[ACTIVITY] Only the lines from the first line of the material below to the line containing "use tasklane::identity::domain::UserId;", inclusive, should be copied, each exactly as written.
[Start of Attachment]
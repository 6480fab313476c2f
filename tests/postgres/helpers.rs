//! Shared setup for `PostgreSQL` store tests.

use diesel::connection::SimpleConnection;
use diesel::prelude::*;
use diesel::r2d2::{ConnectionManager, Pool};
use mockable::DefaultClock;
use pg_embedded_setup_unpriv::TestCluster;
use tasklane::identity::domain::UserId;
use tasklane::store::adapters::postgres::{PostgresKeyedStore, StorePgPool};
use tasklane::task::domain::{Task, TaskDraft};
use tokio::runtime::Runtime;

pub type BoxError = Box<dyn std::error::Error + Send + Sync>;

/// Schema for the items table and the change log.
pub const CREATE_SCHEMA_SQL: &str =
    include_str!("../../migrations/2026-01-01-000000_create_items/up.sql");

/// Template database name for the pre-migrated schema.
pub const TEMPLATE_DB: &str = "tasklane_test_template";

/// Creates a runtime for driving the async store from sync tests.
pub fn test_runtime() -> Runtime {
    tokio::runtime::Builder::new_multi_thread()
        .worker_threads(4)
        .enable_all()
        .build()
        .expect("failed to create test runtime")
}

/// Ensures the template database exists with the schema applied.
pub fn ensure_template(cluster: &TestCluster) -> Result<(), BoxError> {
    cluster
        .ensure_template_exists(TEMPLATE_DB, |db_name| {
            let url = cluster.connection().database_url(db_name);
            let mut conn = PgConnection::establish(&url).map_err(|e| eyre::eyre!("{e}"))?;
            conn.batch_execute(CREATE_SCHEMA_SQL)
                .map_err(|e| eyre::eyre!("schema migration failed: {e}"))?;
            Ok(())
        })
        .map_err(|e| Box::new(e) as BoxError)?;
    Ok(())
}

/// Creates a database from the template and a store over a pool of
/// `connections` connections.
pub fn setup_store(
    cluster: &TestCluster,
    db_name: &str,
    connections: u32,
) -> Result<PostgresKeyedStore, BoxError> {
    cluster
        .create_database_from_template(db_name, TEMPLATE_DB)
        .map_err(|e| Box::new(e) as BoxError)?;
    let url = cluster.connection().database_url(db_name);
    let manager = ConnectionManager::<PgConnection>::new(url);
    let pool: StorePgPool = Pool::builder()
        .max_size(connections)
        .build(manager)
        .map_err(|e| Box::new(e) as BoxError)?;
    Ok(PostgresKeyedStore::new(pool))
}

/// Drops the test database when the test ends, even on panic.
pub struct CleanupGuard<'a> {
    cluster: &'a TestCluster,
    db_name: String,
}

impl<'a> CleanupGuard<'a> {
    pub const fn new(cluster: &'a TestCluster, db_name: String) -> Self {
        Self { cluster, db_name }
    }
}

impl Drop for CleanupGuard<'_> {
    fn drop(&mut self) {
        if let Err(err) = self.cluster.drop_database(self.db_name.as_str()) {
            tracing::warn!(db_name = %self.db_name, error = %err, "failed to drop test database");
        }
    }
}

/// Prepares a fresh database and store for one test.
pub fn prepared_store(
    cluster: &'static TestCluster,
    prefix: &str,
    connections: u32,
) -> (CleanupGuard<'static>, PostgresKeyedStore) {
    ensure_template(cluster).expect("template setup");
    let db_name = format!("{prefix}_{}", uuid::Uuid::new_v4().simple());
    let guard = CleanupGuard::new(cluster, db_name.clone());
    let store = setup_store(cluster, &db_name, connections).expect("store setup");
    (guard, store)
}

/// Builds an `OPEN` task created by `admin`.
pub fn open_task(title: &str) -> Task {
    Task::create(TaskDraft::new(title), user("admin"), &DefaultClock).expect("valid task")
}

pub fn user(id: &str) -> UserId {
    UserId::new(id).expect("valid user id")
}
[End of Attachment]
[EXERCISE RESULT]
repository 6480fab313476c2f
filename tests/postgres/helpers.rs
//! Shared setup for `PostgreSQL` store tests.

use diesel::connection::SimpleConnection;
use diesel::prelude::*;
use diesel::r2d2::{ConnectionManager, Pool};
use mockable::DefaultClock;
use pg_embedded_setup_unpriv::TestCluster;
use tasklane::identity::domain::UserId;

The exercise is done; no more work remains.